Jace Gatzemeyer jpg224 at psu.edu
Wed Aug 23 09:10:43 EDT 2017


*Call for Papers*

*American Literature Association Annual Conference*

*May 24-27, 2018 *

*San Francisco, CA*

http://americanliteratureassociation.org/



The Ernest Hemingway Society will sponsor two panels at the upcoming ALA
Conference:



*Ambulance Driver: Hemingway and the First World War*

One hundred years previous to this year’s ALA conference, around 23 May
1918, Ernest Hemingway sailed from New York with the American Red Cross to
serve as an ambulance driver in World War I. In light of the centenary of
Hemingway’s first trip abroad, this panel proposes to examine Hemingway’s
relationship to the First World War, particularly in the context of his
service with the Red Cross. Hemingway’s Red Cross experience had an immense
influence on his development as a writer and provided much of the raw
source material for *A Farewell to Arms* and other writings. Furthermore,
the recent publication of James McGrath Morris’s *The Ambulance Drivers:
Hemingway, Dos Passos, and a Friendship Made and Lost in War* adds to this
timely topic the question of Hemingway’s turbulent friendship with John Dos
Passos and their mutual experiences in the Red Cross during the First World
War. Topics for this session may include but are not limited to: teaching
Hemingway and WWI; depictions of WWI in Hemingway’s fiction and/or
nonfiction; the trauma of WWI in Hemingway’s life and/or writing;
Hemingway’s physical and/or psychological war-wounds; Hemingway’s WWI
correspondence; differences/similarities between Hemingway and other
writers’ depictions of WWI. Special consideration will be given to papers
that consider James McGrath Morris’s *The Ambulance Drivers*.
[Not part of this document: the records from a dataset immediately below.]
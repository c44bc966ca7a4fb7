//! Query URL construction for the bundle endpoint.
//!
//! Turns a base URL plus month selection into the request URL, e.g.
//! `https://host/api/games?month=july-2024&showShortFormat=true&showFullResponse=true`.

mod month;

pub use month::YearMonth;

use url::Url;

use crate::error::AppError;

/// Which listing the endpoint is asked for.
#[derive(Debug, Clone, Copy, PartialEq, Eq)]
pub enum EndpointConfig {
    /// A single bundle month.
    Monthly { month: YearMonth },
    /// Every bundle between two months, inclusive.
    Range { start: YearMonth, end: YearMonth },
}

impl EndpointConfig {
    /// Query parameters in the order they are set on the URL.
    pub fn query_params(&self) -> Vec<(&'static str, String)> {
        match self {
            EndpointConfig::Monthly { month } => vec![
                ("month", month.query_value()),
                ("showShortFormat", "true".to_string()),
                ("showFullResponse", "true".to_string()),
            ],
            EndpointConfig::Range { start, end } => vec![
                ("startDate", start.query_value()),
                ("endDate", end.query_value()),
                ("showShortFormat", "true".to_string()),
            ],
        }
    }
}

/// Builds the request URL for `endpoint` on top of `base`.
///
/// Returns an empty string when `base` is blank. Parameters already present
/// in `base` are overwritten in place; other parameters are kept.
///
/// # Examples
///
/// - `build_api_url("https://h/api", Monthly 2024-07)` →
///   `"https://h/api?month=july-2024&showShortFormat=true&showFullResponse=true"`
/// - `build_api_url("  ", ..)` → `""`
pub fn build_api_url(base: &str, endpoint: &EndpointConfig) -> Result<String, AppError> {
    let base = base.trim();
    if base.is_empty() {
        return Ok(String::new());
    }
    let mut url = parse_base(base)?;
    set_query_params(&mut url, &endpoint.query_params());
    tracing::debug!("built api url {}", url);
    Ok(url.into())
}

/// URL shown while inputs are still being edited: the bare base until a
/// month is chosen, the full request URL afterwards.
pub fn preview_url(base: &str, endpoint: Option<&EndpointConfig>) -> Result<String, AppError> {
    match endpoint {
        Some(endpoint) => build_api_url(base, endpoint),
        None => Ok(base.trim().to_string()),
    }
}

fn parse_base(base: &str) -> Result<Url, AppError> {
    let url = Url::parse(base).map_err(|source| AppError::InvalidUrl {
        url: base.to_string(),
        source,
    })?;
    match url.scheme() {
        "http" | "https" => Ok(url),
        scheme => Err(AppError::UnsupportedScheme {
            url: base.to_string(),
            scheme: scheme.to_string(),
        }),
    }
}

/// `URLSearchParams.set` semantics: the first existing pair with a given
/// name takes the new value, later duplicates are dropped, names not yet
/// present are appended.
fn set_query_params(url: &mut Url, params: &[(&str, String)]) {
    let existing: Vec<(String, String)> = url
        .query_pairs()
        .map(|(k, v)| (k.into_owned(), v.into_owned()))
        .collect();

    let mut written = vec![false; params.len()];
    let mut merged: Vec<(String, String)> = Vec::with_capacity(existing.len() + params.len());
    for (name, value) in existing {
        match params.iter().position(|(p, _)| *p == name) {
            Some(i) if written[i] => {}
            Some(i) => {
                written[i] = true;
                merged.push((name, params[i].1.clone()));
            }
            None => merged.push((name, value)),
        }
    }
    for (i, (name, value)) in params.iter().enumerate() {
        if !written[i] {
            merged.push((name.to_string(), value.clone()));
        }
    }

    url.query_pairs_mut().clear().extend_pairs(merged);
}

#[cfg(test)]
mod tests {
    use super::*;

    const BASE: &str = "https://api.example.com/api/HumbleChoice/GetMothlyGames";

    fn ym(s: &str) -> YearMonth {
        s.parse().unwrap()
    }

    #[test]
    fn monthly_url() {
        let url = build_api_url(BASE, &EndpointConfig::Monthly { month: ym("2024-07") }).unwrap();
        assert_eq!(
            url,
            format!("{BASE}?month=july-2024&showShortFormat=true&showFullResponse=true")
        );
    }

    #[test]
    fn range_url() {
        let endpoint = EndpointConfig::Range {
            start: ym("2024-01"),
            end: ym("2024-03"),
        };
        let url = build_api_url(BASE, &endpoint).unwrap();
        assert_eq!(
            url,
            format!("{BASE}?startDate=january-2024&endDate=march-2024&showShortFormat=true")
        );
    }

    #[test]
    fn blank_base_gives_empty_string() {
        let endpoint = EndpointConfig::Monthly { month: ym("2024-07") };
        assert_eq!(build_api_url("", &endpoint).unwrap(), "");
        assert_eq!(build_api_url("   ", &endpoint).unwrap(), "");
    }

    #[test]
    fn relative_base_is_rejected() {
        let endpoint = EndpointConfig::Monthly { month: ym("2024-07") };
        let err = build_api_url("/api/games", &endpoint).unwrap_err();
        assert!(matches!(err, AppError::InvalidUrl { .. }));
        assert!(build_api_url("not a url", &endpoint).is_err());
    }

    #[test]
    fn non_http_base_is_rejected() {
        let endpoint = EndpointConfig::Monthly { month: ym("2024-07") };
        for base in ["file:///tmp/x.json", "ftp://example.com/games", "mailto:a@b.c"] {
            match build_api_url(base, &endpoint) {
                Err(AppError::UnsupportedScheme { scheme, .. }) => {
                    assert_eq!(scheme, base.split(':').next().unwrap())
                }
                other => panic!("expected UnsupportedScheme for {base}, got {other:?}"),
            }
        }
        assert!(build_api_url("HTTP://EXAMPLE.COM/games", &endpoint).is_ok());
    }

    #[test]
    fn base_whitespace_is_trimmed() {
        let endpoint = EndpointConfig::Monthly { month: ym("2023-12") };
        let url = build_api_url(&format!("  {BASE}\n"), &endpoint).unwrap();
        assert!(url.starts_with(&format!("{BASE}?month=december-2023")));
    }

    #[test]
    fn existing_params_are_overwritten_in_place() {
        let base = format!("{BASE}?month=may-2020&key=abc&month=june-2020");
        let url = build_api_url(&base, &EndpointConfig::Monthly { month: ym("2024-07") }).unwrap();
        assert_eq!(
            url,
            format!("{BASE}?month=july-2024&key=abc&showShortFormat=true&showFullResponse=true")
        );
    }

    #[test]
    fn preview_without_month_is_base() {
        assert_eq!(preview_url(&format!(" {BASE} "), None).unwrap(), BASE);
        assert_eq!(preview_url("", None).unwrap(), "");
        let endpoint = EndpointConfig::Monthly { month: ym("2024-02") };
        assert!(preview_url(BASE, Some(&endpoint))
            .unwrap()
            .contains("month=february-2024"));
    }
}
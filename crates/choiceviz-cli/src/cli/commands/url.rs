//! `choiceviz url` – print the request URL without fetching.

use anyhow::Result;
use choiceviz_core::url_model::preview_url;

use crate::cli::DateArgs;

pub fn url_for(base: &str, dates: &DateArgs) -> Result<String> {
    let endpoint = if dates.is_empty() {
        None
    } else {
        Some(dates.to_input(base).endpoint()?)
    };
    Ok(preview_url(base, endpoint.as_ref())?)
}

pub fn run_url(base: &str, dates: &DateArgs) -> Result<()> {
    println!("{}", url_for(base, dates)?);
    Ok(())
}
//! `YYYY-MM` month inputs and their `<monthname>-<year>` query form.

use std::fmt;
use std::str::FromStr;

use crate::error::AppError;

const MONTH_NAMES: [&str; 12] = [
    "january",
    "february",
    "march",
    "april",
    "may",
    "june",
    "july",
    "august",
    "september",
    "october",
    "november",
    "december",
];

/// A calendar month as picked in a month input (`2024-07`).
#[derive(Debug, Clone, Copy, PartialEq, Eq, PartialOrd, Ord)]
pub struct YearMonth {
    year: u16,
    month: u8,
}

impl YearMonth {
    pub fn new(year: u16, month: u8) -> Result<Self, AppError> {
        if !(1..=12).contains(&month) {
            return Err(AppError::InvalidDate(format!("{year:04}-{month:02}")));
        }
        Ok(Self { year, month })
    }

    pub fn year(&self) -> u16 {
        self.year
    }

    pub fn month(&self) -> u8 {
        self.month
    }

    /// Lowercase English month name.
    pub fn month_name(&self) -> &'static str {
        MONTH_NAMES[usize::from(self.month - 1)]
    }

    /// Query-parameter form, e.g. `july-2024`. The year keeps four digits.
    pub fn query_value(&self) -> String {
        format!("{}-{:04}", self.month_name(), self.year)
    }
}

impl FromStr for YearMonth {
    type Err = AppError;

    /// Accepts exactly `YYYY-MM` with a two-digit month.
    fn from_str(s: &str) -> Result<Self, Self::Err> {
        let s = s.trim();
        let invalid = || AppError::InvalidDate(s.to_string());
        let (year, month) = s.split_once('-').ok_or_else(invalid)?;
        if year.len() != 4 || month.len() != 2 {
            return Err(invalid());
        }
        if !year.bytes().chain(month.bytes()).all(|b| b.is_ascii_digit()) {
            return Err(invalid());
        }
        let year: u16 = year.parse().map_err(|_| invalid())?;
        let month: u8 = month.parse().map_err(|_| invalid())?;
        YearMonth::new(year, month).map_err(|_| invalid())
    }
}

impl fmt::Display for YearMonth {
    fn fmt(&self, f: &mut fmt::Formatter<'_>) -> fmt::Result {
        write!(f, "{:04}-{:02}", self.year, self.month)
    }
}

#[cfg(test)]
mod tests {
    use super::*;

    #[test]
    fn parses_month_input() {
        let ym: YearMonth = "2024-07".parse().unwrap();
        assert_eq!(ym.year(), 2024);
        assert_eq!(ym.month(), 7);
        assert_eq!(ym.query_value(), "july-2024");
        assert_eq!(ym.to_string(), "2024-07");
    }

    #[test]
    fn year_keeps_leading_zeros() {
        let ym: YearMonth = "0999-07".parse().unwrap();
        assert_eq!(ym.query_value(), "july-0999");
        assert_eq!(ym.to_string(), "0999-07");
        let ym: YearMonth = "0000-01".parse().unwrap();
        assert_eq!(ym.query_value(), "january-0000");
    }

    #[test]
    fn every_month_has_a_name() {
        let names: Vec<&str> = (1..=12)
            .map(|m| YearMonth::new(2020, m).unwrap().month_name())
            .collect();
        assert_eq!(names.first(), Some(&"january"));
        assert_eq!(names.last(), Some(&"december"));
        assert_eq!(names.len(), 12);
    }

    #[test]
    fn rejects_out_of_range_month() {
        assert!(matches!(
            "2024-13".parse::<YearMonth>(),
            Err(AppError::InvalidDate(_))
        ));
        assert!("2024-00".parse::<YearMonth>().is_err());
    }

    #[test]
    fn rejects_malformed_input() {
        for bad in ["", "2024", "2024-7", "24-07", "2024/07", "abcd-ef", "2024-07-01"] {
            assert!(bad.parse::<YearMonth>().is_err(), "accepted {bad:?}");
        }
    }
}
Please direct your 250 word proposal and a short professional bio to Jace
Gatzemeyer at  jace.gatzemeyer at gmail.com. The deadline for proposals is
January 1, 2018. Papers will be limited to 15-20 minutes.


*Writer, Sailor, Soldier, Spy: Hemingway and the Second World War*

The story of Hemingway’s involvement in World War II is a story of
spycraft. During the Second World War, Hemingway was involved to varying
degrees in a wide range of intelligence-collecting actions, from reporting
to the U.S. Treasury Department as a sort of investigator in China, to
organizing a spy network (the “Crook Factory”) in Cuba, and later even
joining a group of French partisans to gather intelligence about enemy
defenses around Paris. Nicholas Reynolds’s recent book, *Writer, Sailor,
Solider, Spy:* *Ernest Hemingway's Secret Adventures, 1935-1961*, has also
raised interesting questions about Hemingway’s possible spy-work for the
Soviet Union. This panel proposes to examine Hemingway relationship to the
Second World War, particularly in the context of his involvement in
spycraft. Topics for this session may include but are not limited to:
teaching Hemingway and WWII; depictions of WWII in Hemingway’s fiction
and/or nonfiction; Hemingway’s WWII correspondence; Hemingway’s WWII
journalism; differences/similarities between Hemingway and other writers’
depictions of WWII; Hemingway’s editorial work and introduction to *Men at
War; *Hemingway and spycraft. Special consideration will be given to papers
that consider Nicholas Reynolds’s *Writer, Sailor, Soldier, Spy*.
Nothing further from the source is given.